Our current setup involves processing a small number of internal sip
accounts (up to 10, no more than that) and one "public" one (with a
separate registrar) in the following way:
On our server we have three interfaces: eth0, eth1 and tun0. eth0 is our
entry point to the public internet, eth1 faces our internal network and
tun0 is a private vpn, which connects all our smartphones to the
internal network (via Wifi, EDGE/2G/3G etc). This gives us the mobility.
Up until now, we have been routing voip calls via a commercial (closed
source), very limited, terribly outdated (Pentium code base!) and rather
buggy sip proxy. I had to employ a lot of hacks on our server in order
to route calls as this proxy can only listen on a single interface. It
was also a nightmare to maintain. Unsurprisingly, I decided that enough
is enough and I am now determined to replace it.

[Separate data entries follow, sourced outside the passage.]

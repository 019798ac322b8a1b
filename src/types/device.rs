use super::OtaStatus;
use serde::{Deserialize, Serialize};
use serde_repr::{Deserialize_repr, Serialize_repr};
use std::fmt;

/// Addressing mode of the ethernet interface, as stored on the device
#[derive(Clone, Copy, Debug, Default, Deserialize_repr, PartialEq, Eq, Serialize_repr)]
#[repr(u8)]
pub enum EthIpMode {
    #[default]
    Dhcp = 1,
    Static = 2,
}

impl fmt::Display for EthIpMode {
    fn fmt(&self, f: &mut fmt::Formatter<'_>) -> fmt::Result {
        match self {
            EthIpMode::Dhcp => write!(f, "DHCP"),
            EthIpMode::Static => write!(f, "Static"),
        }
    }
}

/// Response body of `/ethConfig.json`
#[derive(Clone, Debug, Default, Deserialize, PartialEq, Eq, Serialize)]
pub struct EthConfig {
    pub mode: EthIpMode,
    pub ip: String,
    pub subnet: String,
    pub gateway: String,
    pub mac: String,
    #[serde(default)]
    pub dns: String,
}

/// Response body of `/apSSID.json`
#[derive(Debug, Deserialize)]
pub struct ApSsid {
    pub ssid: String,
}

/// Response body of `/localTime.json`
#[derive(Debug, Deserialize)]
pub struct LocalTime {
    pub time: String,
}

/// Firmware build stamp reported alongside the OTA status
#[derive(Clone, Debug, Default, PartialEq, Eq, Serialize)]
pub struct FirmwareBuild {
    pub compile_date: String,
    pub compile_time: String,
}

impl From<OtaStatus> for FirmwareBuild {
    fn from(status: OtaStatus) -> Self {
        Self {
            compile_date: status.compile_date,
            compile_time: status.compile_time,
        }
    }
}

impl fmt::Display for FirmwareBuild {
    fn fmt(&self, f: &mut fmt::Formatter<'_>) -> fmt::Result {
        write!(f, "{} - {}", self.compile_date, self.compile_time)
    }
}

#[cfg(test)]
mod tests {
    use super::*;

    #[test]
    fn eth_config_mode_is_numeric() {
        let config: EthConfig = serde_json::from_str(
            r#"{"mode":2,"ip":"192.168.0.10","subnet":"255.255.255.0","gateway":"192.168.0.1","mac":"00:11:22:33:44:55","dns":"8.8.8.8"}"#,
        )
        .unwrap();

        assert_eq!(config.mode, EthIpMode::Static);
        assert_eq!(config.dns, "8.8.8.8");
    }

    #[test]
    fn eth_config_defaults_when_device_has_no_config() {
        let config: EthConfig = serde_json::from_str(
            r#"{"mode":1,"ip":"","subnet":"","gateway":"","mac":""}"#,
        )
        .unwrap();

        assert_eq!(config.mode, EthIpMode::Dhcp);
        assert!(config.dns.is_empty());
    }

    #[test]
    fn build_stamp_comes_from_ota_status() {
        let status: OtaStatus = serde_json::from_str(
            r#"{"ota_update_status":0,"compile_time":"08:15:00","compile_date":"Mar  1 2025"}"#,
        )
        .unwrap();

        assert_eq!(
            FirmwareBuild::from(status).to_string(),
            "Mar  1 2025 - 08:15:00"
        );
    }

    #[test]
    fn unknown_mode_is_rejected() {
        assert!(
            serde_json::from_str::<EthConfig>(
                r#"{"mode":7,"ip":"","subnet":"","gateway":"","mac":""}"#
            )
            .is_err()
        );
    }
}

We route calls in the following way: all machines (PCs are all Linux
based) & smartphones have their own sip/voip client installed on them
(also using bluetooth). Internal calls are routed via the proxy between
ourselves either on the internal net (eth1), or between the vpn and eth1
(eth1<->tun0).
External calls (going out, i.e. outbound) are routed externally to our
registrar, using a single separate voip account, via eth1<->eth0 or
tun0<->eth0.
As I am now looking to replace our proxy, I looked at Kamailio, but was
soon completely overwhelmed by it (no offence intended, it was just too
much to take at first). I would appreciate if any of you could give me a
hand, or at least point me in the right direction, with the following
issues:
I presume I could configure Kamailio to listen on more than one
interface and act as a proxy. How do I do that, so that it listens on
all 3 interfaces and proxies requests in the following way:
- calls made to <userX>(a)ourdomain.net to be routed internally via eth1
(internal net) or tun0 (private vpn);
- calls made to anybody else to be routed externally via eth0 (public)
using the separate "public" sip account with our external registrar;
- calls made to the public sip account (from outside - the "public")

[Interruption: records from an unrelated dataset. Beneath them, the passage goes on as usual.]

use anyhow::{Context, Result, anyhow, bail, ensure};
use clap::{Parser, Subcommand};
use env_logger::{Builder, Env, Target};
use esp_portal_client::{
    config::AppConfig,
    device_client::{DeviceClient, EspDeviceClient},
    types::{FirmwareBuild, WorkflowKind},
    workflow::{
        FirmwareImage, Outcome, WiredParams, WorkflowController, WorkflowEvent, WorkflowParams,
    },
};
use log::{error, info};
use std::{io::Write, path::PathBuf, time::Duration};
use tokio::sync::mpsc::UnboundedReceiver;

// the countdown reports every second, silence after the upload means the
// device never settled on a result
const FIRMWARE_RESULT_TIMEOUT: Duration = Duration::from_secs(30);

#[derive(Parser)]
#[command(name = "esp-portal-client")]
#[command(version, about = "Drive the ESP32 device portal: network joins and firmware updates")]
#[command(long_about = "Talks to the device's HTTP API (DEVICE_URL, default http://192.168.4.1), \
                       starts a workflow and follows it by polling until the device reports a result.")]
struct Cli {
    #[command(subcommand)]
    command: Commands,
}

#[derive(Subcommand)]
enum Commands {
    /// Join a wifi network
    Wifi {
        /// Network name, truncated to 32 bytes
        ssid: String,
        /// Passphrase, truncated to 64 bytes
        password: String,
    },
    /// Configure and join the wired network
    Eth {
        #[command(subcommand)]
        mode: EthMode,
    },
    /// Disconnect the device from its wifi network
    WifiDisconnect,
    /// Disconnect the device from the wired network
    EthDisconnect,
    /// Upload a firmware image and wait for the device to reboot
    Ota {
        /// Firmware image to upload
        file: PathBuf,
    },
    /// Show access point, clock, ethernet config and firmware build
    Info,
}

#[derive(Subcommand)]
enum EthMode {
    /// Obtain an address via DHCP
    Dhcp,
    /// Use a static address
    Static {
        ip: String,
        subnet: String,
        gateway: String,
        /// Optional DNS server
        #[arg(long)]
        dns: Option<String>,
    },
}

#[tokio::main]
async fn main() {
    if let Err(e) = run().await {
        error!("application error: {e:#}");
        std::process::exit(1);
    }
}

async fn run() -> Result<()> {
    initialize();

    let cli = Cli::parse();

    match cli.command {
        Commands::Wifi { ssid, password } => {
            run_workflow(WorkflowParams::WirelessJoin { ssid, password }).await
        }
        Commands::Eth { mode } => {
            let params = match mode {
                EthMode::Dhcp => WiredParams::dhcp(),
                EthMode::Static {
                    ip,
                    subnet,
                    gateway,
                    dns,
                } => WiredParams {
                    dns,
                    ..WiredParams::static_ip(&ip, &subnet, &gateway)
                },
            };
            run_workflow(WorkflowParams::WiredJoin(params)).await
        }
        Commands::WifiDisconnect => disconnect(WorkflowKind::WirelessJoin).await,
        Commands::EthDisconnect => disconnect(WorkflowKind::WiredJoin).await,
        Commands::Ota { file } => {
            let image = FirmwareImage::from_path(&file).await?;
            run_workflow(WorkflowParams::FirmwareUpdate { files: vec![image] }).await
        }
        Commands::Info => show_info().await,
    }
}

fn initialize() {
    log_panics::init();

    let mut builder = if cfg!(debug_assertions) {
        Builder::from_env(Env::default().default_filter_or("debug"))
    } else {
        Builder::from_env(Env::default().default_filter_or("info"))
    };

    builder.format(|f, record| match record.level() {
        log::Level::Error => {
            eprintln!("{}", record.args());
            Ok(())
        }
        _ => {
            writeln!(f, "{}", record.args())
        }
    });

    builder.target(Target::Stdout).init();

    info!("module version: {}", env!("CARGO_PKG_VERSION"));
}

fn spawn_controller() -> Result<(WorkflowController, UnboundedReceiver<WorkflowEvent>)> {
    let config = AppConfig::get();
    let device = EspDeviceClient::new()?;

    Ok(WorkflowController::spawn(device, config.polling.clone()))
}

async fn run_workflow(params: WorkflowParams) -> Result<()> {
    let kind = params.kind();
    let (controller, mut events) = spawn_controller()?;

    controller.start(params)?;
    let result = follow(kind, &mut events, FIRMWARE_RESULT_TIMEOUT).await;

    controller.shutdown();
    result
}

/// Print events of `kind` until its workflow is over
async fn follow(
    kind: WorkflowKind,
    events: &mut UnboundedReceiver<WorkflowEvent>,
    result_timeout: Duration,
) -> Result<()> {
    let mut uploaded = false;

    loop {
        let next = if uploaded {
            tokio::time::timeout(result_timeout, events.recv())
                .await
                .map_err(|_| anyhow!("device did not report a {kind} result after the upload"))?
        } else {
            events.recv().await
        };

        let Some(event) = next else {
            bail!("workflow engine stopped unexpectedly");
        };

        println!("{event}");

        match event {
            WorkflowEvent::WorkflowCompleted {
                outcome: Outcome::Failure { reason },
                ..
            } => bail!("{kind} failed: {reason}"),
            WorkflowEvent::WorkflowCompleted { .. } if kind != WorkflowKind::FirmwareUpdate => {
                return Ok(());
            }
            WorkflowEvent::ReloadRequested => return Ok(()),
            WorkflowEvent::UploadProgress { sent, total } if sent >= total => uploaded = true,
            _ => {}
        }
    }
}

async fn disconnect(kind: WorkflowKind) -> Result<()> {
    let (controller, mut events) = spawn_controller()?;

    controller.disconnect(kind)?;

    let event = events
        .recv()
        .await
        .context("workflow engine stopped unexpectedly")?;
    println!("{event}");

    controller.shutdown();

    ensure!(
        matches!(&event, WorkflowEvent::StatusChanged { label, .. } if label == "Disconnected"),
        "failed to disconnect {kind}"
    );

    Ok(())
}

async fn show_info() -> Result<()> {
    let device = EspDeviceClient::new()?;

    let ssid = device.ap_ssid().await?;
    println!("access point: {ssid}");

    let time = device.local_time().await?;
    println!("local time:   {time}");

    let eth = device.eth_config().await?;
    println!(
        "ethernet:     {} ip {} subnet {} gateway {} dns {} mac {}",
        eth.mode, eth.ip, eth.subnet, eth.gateway, eth.dns, eth.mac
    );

    let build = FirmwareBuild::from(device.ota_status().await?);
    println!("firmware:     {build}");

    Ok(())
}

need to be routed to a "nominated" internall account (say
<user0>(a)ourdomain.net)n.net);
- all other (internal) calls need to be routed depending on which
interface this account has been registered/logged in - either the
internal net (eth1) or the private vpn (tun0 - the smartphones).
Obviously, calls need to be received (and routed properly) from all 3
interfaces.
Is all of this possible with Kamailio?
I want to avoid unnecessary complexities of the setup (as I already
mentioned above - I am just a user and by no means an expert in
sip/voip) and do not want to deploy something I do not need - I need to
keep the memory footprint to a bare minimum, possibly without
sacrificing performance.
Once this is done, I would then move on to the next phase and use IM &
ENUM, but this is once the above works.
I looked at other alternatives, but I got very confused there as well -
I couldn't figure out what exactly is the difference between, say,
OpenSER, Kamailio, OpenSIPS and SIP-Router even? What is the best
software to use in order to achieve the above setup?

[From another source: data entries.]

//! Workflow trigger: user input validation and the validated start requests
//!
//! Nothing in here touches the network. A [`StartRequest`] can only be built
//! from [`WorkflowParams::validate`], so the engine never sees unchecked input.

use crate::{error::ValidationError, types::WorkflowKind};
use anyhow::{Context, Result};
use std::{fmt, path::Path};

/// Maximum SSID length accepted by the device (IEEE 802.11)
pub const MAX_SSID_LEN: usize = 32;
/// Maximum passphrase length accepted by the device (IEEE 802.11)
pub const MAX_PASSWORD_LEN: usize = 64;

/// Raw user input for one workflow
#[derive(Clone, Debug)]
pub enum WorkflowParams {
    WirelessJoin { ssid: String, password: String },
    WiredJoin(WiredParams),
    FirmwareUpdate { files: Vec<FirmwareImage> },
}

/// A start request that passed validation
#[derive(Clone, Debug, PartialEq, Eq)]
pub enum StartRequest {
    WirelessJoin(WifiCredentials),
    WiredJoin(EthSettings),
    FirmwareUpdate(FirmwareImage),
}

/// Returned once a start request was handed to the workflow engine
#[derive(Clone, Copy, Debug, PartialEq, Eq)]
pub struct Accepted {
    pub kind: WorkflowKind,
}

impl WorkflowParams {
    pub fn kind(&self) -> WorkflowKind {
        match self {
            Self::WirelessJoin { .. } => WorkflowKind::WirelessJoin,
            Self::WiredJoin(_) => WorkflowKind::WiredJoin,
            Self::FirmwareUpdate { .. } => WorkflowKind::FirmwareUpdate,
        }
    }

    pub fn validate(self) -> Result<StartRequest, ValidationError> {
        match self {
            Self::WirelessJoin { ssid, password } => {
                WifiCredentials::new(&ssid, &password).map(StartRequest::WirelessJoin)
            }
            Self::WiredJoin(params) => params.validate().map(StartRequest::WiredJoin),
            Self::FirmwareUpdate { files } => {
                FirmwareImage::single(files).map(StartRequest::FirmwareUpdate)
            }
        }
    }
}

impl StartRequest {
    pub fn kind(&self) -> WorkflowKind {
        match self {
            Self::WirelessJoin(_) => WorkflowKind::WirelessJoin,
            Self::WiredJoin(_) => WorkflowKind::WiredJoin,
            Self::FirmwareUpdate(_) => WorkflowKind::FirmwareUpdate,
        }
    }
}

/// Wifi credentials, truncated to what the device can store
#[derive(Clone, PartialEq, Eq)]
pub struct WifiCredentials {
    ssid: String,
    password: String,
}

impl WifiCredentials {
    pub fn new(ssid: &str, password: &str) -> Result<Self, ValidationError> {
        let mut error = ValidationError::default();

        if ssid.is_empty() {
            error.push("SSID cannot be empty");
        }

        if password.is_empty() {
            error.push("Password cannot be empty");
        }

        error.into_result(Self {
            ssid: truncate_bytes(ssid, MAX_SSID_LEN),
            password: truncate_bytes(password, MAX_PASSWORD_LEN),
        })
    }

    pub fn ssid(&self) -> &str {
        &self.ssid
    }

    pub fn password(&self) -> &str {
        &self.password
    }
}

impl fmt::Debug for WifiCredentials {
    fn fmt(&self, f: &mut fmt::Formatter<'_>) -> fmt::Result {
        f.debug_struct("WifiCredentials")
            .field("ssid", &self.ssid)
            .field("password", &"<redacted>")
            .finish()
    }
}

#[derive(Clone, Copy, Debug, Default, PartialEq, Eq)]
pub enum IpMode {
    #[default]
    Dhcp,
    Static,
}

impl fmt::Display for IpMode {
    fn fmt(&self, f: &mut fmt::Formatter<'_>) -> fmt::Result {
        match self {
            IpMode::Dhcp => write!(f, "dhcp"),
            IpMode::Static => write!(f, "static"),
        }
    }
}

/// Raw ethernet form input; the address fields only matter in static mode
#[derive(Clone, Debug, Default)]
pub struct WiredParams {
    pub mode: IpMode,
    pub ip: String,
    pub subnet: String,
    pub gateway: String,
    pub dns: Option<String>,
}

impl WiredParams {
    pub fn dhcp() -> Self {
        Self::default()
    }

    pub fn static_ip(ip: &str, subnet: &str, gateway: &str) -> Self {
        Self {
            mode: IpMode::Static,
            ip: ip.to_string(),
            subnet: subnet.to_string(),
            gateway: gateway.to_string(),
            dns: None,
        }
    }

    pub fn with_dns(mut self, dns: &str) -> Self {
        self.dns = Some(dns.to_string());
        self
    }

    pub fn validate(self) -> Result<EthSettings, ValidationError> {
        if self.mode == IpMode::Dhcp {
            return Ok(EthSettings::Dhcp);
        }

        let mut error = ValidationError::default();

        for (label, value) in [
            ("static IP address", &self.ip),
            ("subnet mask", &self.subnet),
            ("gateway address", &self.gateway),
        ] {
            if !is_valid_ipv4(value) {
                error.push(format!("Invalid {label}: '{value}'"));
            }
        }

        let dns = self.dns.filter(|dns| !dns.is_empty());
        if let Some(dns) = &dns {
            if !is_valid_ipv4(dns) {
                error.push(format!("Invalid DNS server address: '{dns}'"));
            }
        }

        error.into_result(EthSettings::Static(StaticIpConfig {
            ip: self.ip,
            subnet: self.subnet,
            gateway: self.gateway,
            dns,
        }))
    }
}

#[derive(Clone, Debug, PartialEq, Eq)]
pub enum EthSettings {
    Dhcp,
    Static(StaticIpConfig),
}

impl EthSettings {
    pub fn mode(&self) -> IpMode {
        match self {
            EthSettings::Dhcp => IpMode::Dhcp,
            EthSettings::Static(_) => IpMode::Static,
        }
    }
}

#[derive(Clone, Debug, PartialEq, Eq)]
pub struct StaticIpConfig {
    ip: String,
    subnet: String,
    gateway: String,
    dns: Option<String>,
}

impl StaticIpConfig {
    pub fn ip(&self) -> &str {
        &self.ip
    }

    pub fn subnet(&self) -> &str {
        &self.subnet
    }

    pub fn gateway(&self) -> &str {
        &self.gateway
    }

    pub fn dns(&self) -> Option<&str> {
        self.dns.as_deref()
    }
}

/// A firmware file picked by the user; the content is opaque to the client
#[derive(Clone, PartialEq, Eq)]
pub struct FirmwareImage {
    pub file_name: String,
    pub data: Vec<u8>,
}

impl FirmwareImage {
    pub fn new(file_name: impl Into<String>, data: Vec<u8>) -> Self {
        Self {
            file_name: file_name.into(),
            data,
        }
    }

    /// Read a firmware file from disk
    pub async fn from_path(path: &Path) -> Result<Self> {
        let data = tokio::fs::read(path)
            .await
            .context(format!("failed to read firmware file {path:?}"))?;

        let file_name = path
            .file_name()
            .context(format!("failed to get file name of {path:?}"))?
            .to_string_lossy()
            .into_owned();

        Ok(Self { file_name, data })
    }

    fn single(mut files: Vec<FirmwareImage>) -> Result<Self, ValidationError> {
        let mut error = ValidationError::default();

        match files.len() {
            1 => return Ok(files.remove(0)),
            0 => error.push("Select a file first"),
            n => error.push(format!("Select exactly one file, {n} were selected")),
        }

        Err(error)
    }

    pub fn len(&self) -> u64 {
        self.data.len() as u64
    }

    pub fn is_empty(&self) -> bool {
        self.data.is_empty()
    }
}

impl fmt::Debug for FirmwareImage {
    fn fmt(&self, f: &mut fmt::Formatter<'_>) -> fmt::Result {
        f.debug_struct("FirmwareImage")
            .field("file_name", &self.file_name)
            .field("len", &self.data.len())
            .finish()
    }
}

/// Bytes of the firmware image handed to the transport so far
#[derive(Clone, Copy, Debug, PartialEq, Eq)]
pub struct UploadProgress {
    pub sent: u64,
    pub total: u64,
}

/// Validate IPv4 address format: four dot-separated decimal octets, each 0-255
pub fn is_valid_ipv4(ip: &str) -> bool {
    let parts: Vec<&str> = ip.split('.').collect();
    if parts.len() != 4 {
        return false;
    }

    parts.iter().all(|part| {
        (1..=3).contains(&part.len())
            && part.bytes().all(|b| b.is_ascii_digit())
            && part.parse::<u16>().is_ok_and(|num| num <= 255)
    })
}

fn truncate_bytes(value: &str, max: usize) -> String {
    if value.len() <= max {
        return value.to_string();
    }

    let mut end = max;
    while !value.is_char_boundary(end) {
        end -= 1;
    }

    value[..end].to_string()
}

#[cfg(test)]
mod tests {
    use super::*;

    mod wifi_credentials {
        use super::*;

        #[test]
        fn long_ssid_is_truncated_to_device_maximum() {
            let credentials = WifiCredentials::new(&"A".repeat(40), "secret").unwrap();
            assert_eq!(credentials.ssid().len(), 32);
            assert_eq!(credentials.ssid(), "A".repeat(32));
        }

        #[test]
        fn long_password_is_truncated_to_device_maximum() {
            let credentials = WifiCredentials::new("home", &"p".repeat(100)).unwrap();
            assert_eq!(credentials.password().len(), 64);
        }

        #[test]
        fn truncation_keeps_utf8_boundaries() {
            // 16 two-byte characters plus one more: byte 32 splits nothing, byte 33 would
            let ssid = "ä".repeat(17);
            let credentials = WifiCredentials::new(&ssid, "secret").unwrap();
            assert_eq!(credentials.ssid(), "ä".repeat(16));

            let ssid = format!("a{}", "ä".repeat(20));
            let credentials = WifiCredentials::new(&ssid, "secret").unwrap();
            assert_eq!(credentials.ssid().len(), 31);
        }

        #[test]
        fn empty_password_is_rejected() {
            let error = WifiCredentials::new("home", "").unwrap_err();
            assert_eq!(error.problems, vec!["Password cannot be empty".to_string()]);
        }

        #[test]
        fn all_problems_are_reported() {
            let error = WifiCredentials::new("", "").unwrap_err();
            assert_eq!(error.problems.len(), 2);
            assert!(error.problems[0].contains("SSID"));
            assert!(error.problems[1].contains("Password"));
        }

        #[test]
        fn debug_output_hides_password() {
            let credentials = WifiCredentials::new("home", "hunter2").unwrap();
            assert!(!format!("{credentials:?}").contains("hunter2"));
        }
    }

    mod ipv4 {
        use super::*;

        #[test]
        fn accepts_dotted_quads() {
            assert!(is_valid_ipv4("192.168.1.1"));
            assert!(is_valid_ipv4("0.0.0.0"));
            assert!(is_valid_ipv4("255.255.255.255"));
            assert!(is_valid_ipv4("010.001.0.1"));
        }

        #[test]
        fn rejects_out_of_range_octets() {
            assert!(!is_valid_ipv4("256.0.0.1"));
            assert!(!is_valid_ipv4("1.2.3.999"));
        }

        #[test]
        fn rejects_wrong_segment_count() {
            assert!(!is_valid_ipv4("10.0.0"));
            assert!(!is_valid_ipv4("10.0.0.1.5"));
            assert!(!is_valid_ipv4(""));
        }

        #[test]
        fn rejects_non_digits() {
            assert!(!is_valid_ipv4("10.0.0.a"));
            assert!(!is_valid_ipv4("10.0.+1.1"));
            assert!(!is_valid_ipv4("10..0.1"));
            assert!(!is_valid_ipv4(" 10.0.0.1"));
            assert!(!is_valid_ipv4("1000.0.0.1"));
        }
    }

    mod wired_params {
        use super::*;

        #[test]
        fn dhcp_needs_no_addresses() {
            let params = WiredParams {
                ip: "garbage".to_string(),
                ..WiredParams::dhcp()
            };
            assert_eq!(params.validate(), Ok(EthSettings::Dhcp));
        }

        #[test]
        fn static_requires_all_three_addresses() {
            let error = WiredParams::static_ip("192.168.1.20", "255.255.255", "")
                .validate()
                .unwrap_err();

            assert_eq!(error.problems.len(), 2);
            assert!(error.problems[0].contains("subnet mask"));
            assert!(error.problems[1].contains("gateway"));
        }

        #[test]
        fn static_with_valid_addresses_passes() {
            let settings = WiredParams::static_ip("192.168.1.20", "255.255.255.0", "192.168.1.1")
                .with_dns("1.1.1.1")
                .validate()
                .unwrap();

            let EthSettings::Static(config) = settings else {
                panic!("expected static settings");
            };
            assert_eq!(config.ip(), "192.168.1.20");
            assert_eq!(config.dns(), Some("1.1.1.1"));
        }

        #[test]
        fn empty_dns_is_ignored_but_invalid_dns_is_not() {
            let settings = WiredParams::static_ip("10.0.0.2", "255.0.0.0", "10.0.0.1")
                .with_dns("")
                .validate()
                .unwrap();
            assert!(matches!(settings, EthSettings::Static(ref c) if c.dns().is_none()));

            let error = WiredParams::static_ip("10.0.0.2", "255.0.0.0", "10.0.0.1")
                .with_dns("8.8.8")
                .validate()
                .unwrap_err();
            assert!(error.problems[0].contains("DNS"));
        }
    }

    mod firmware_selection {
        use super::*;

        #[test]
        fn exactly_one_file_is_required() {
            let error = WorkflowParams::FirmwareUpdate { files: vec![] }
                .validate()
                .unwrap_err();
            assert_eq!(error.problems, vec!["Select a file first".to_string()]);

            let image = FirmwareImage::new("fw.bin", vec![1, 2, 3]);
            let error = WorkflowParams::FirmwareUpdate {
                files: vec![image.clone(), image.clone()],
            }
            .validate()
            .unwrap_err();
            assert!(error.problems[0].contains("exactly one"));

            let request = WorkflowParams::FirmwareUpdate {
                files: vec![image.clone()],
            }
            .validate()
            .unwrap();
            assert_eq!(request, StartRequest::FirmwareUpdate(image));
        }

        #[tokio::test]
        async fn reads_image_from_disk() {
            let dir = tempfile::tempdir().unwrap();
            let path = dir.path().join("firmware.bin");
            std::fs::write(&path, [0xE9, 0x00, 0x01]).unwrap();

            let image = FirmwareImage::from_path(&path).await.unwrap();
            assert_eq!(image.file_name, "firmware.bin");
            assert_eq!(image.len(), 3);
        }

        #[tokio::test]
        async fn missing_file_is_an_error() {
            let result = FirmwareImage::from_path(Path::new("/nonexistent/firmware.bin")).await;
            assert!(result.is_err());
        }
    }

    #[test]
    fn params_report_their_kind() {
        assert_eq!(
            WorkflowParams::WiredJoin(WiredParams::dhcp()).kind(),
            WorkflowKind::WiredJoin
        );
        assert_eq!(
            WorkflowParams::WirelessJoin {
                ssid: "a".to_string(),
                password: "b".to_string()
            }
            .kind(),
            WorkflowKind::WirelessJoin
        );
    }
}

One last thing - I am a developer by trade and I am not afraid of
"tweaking" things when needed. I was successful in compiling Kamailio
from source (I use Fedora on all our machines) and I was pleased that I
could exclude from the RPM .spec file the modules I think I did not need.
I also made some modification of my own to make the database modules
(mysql, postgresql and unixodbc) configurable in the same way the rest
of the modules are. I could submit patches, if needed, so that these are
incorporated into future releases - how do I do that?
I could not do the same with OpenSIPS, however (which I also tried - out
of curiosity!) - everything there seems to be lumped and compiled
together regardless of whether it is needed or not.
Any help as to helping me with the above issues is greatly appreciated,
many thanks in advance for taking the time!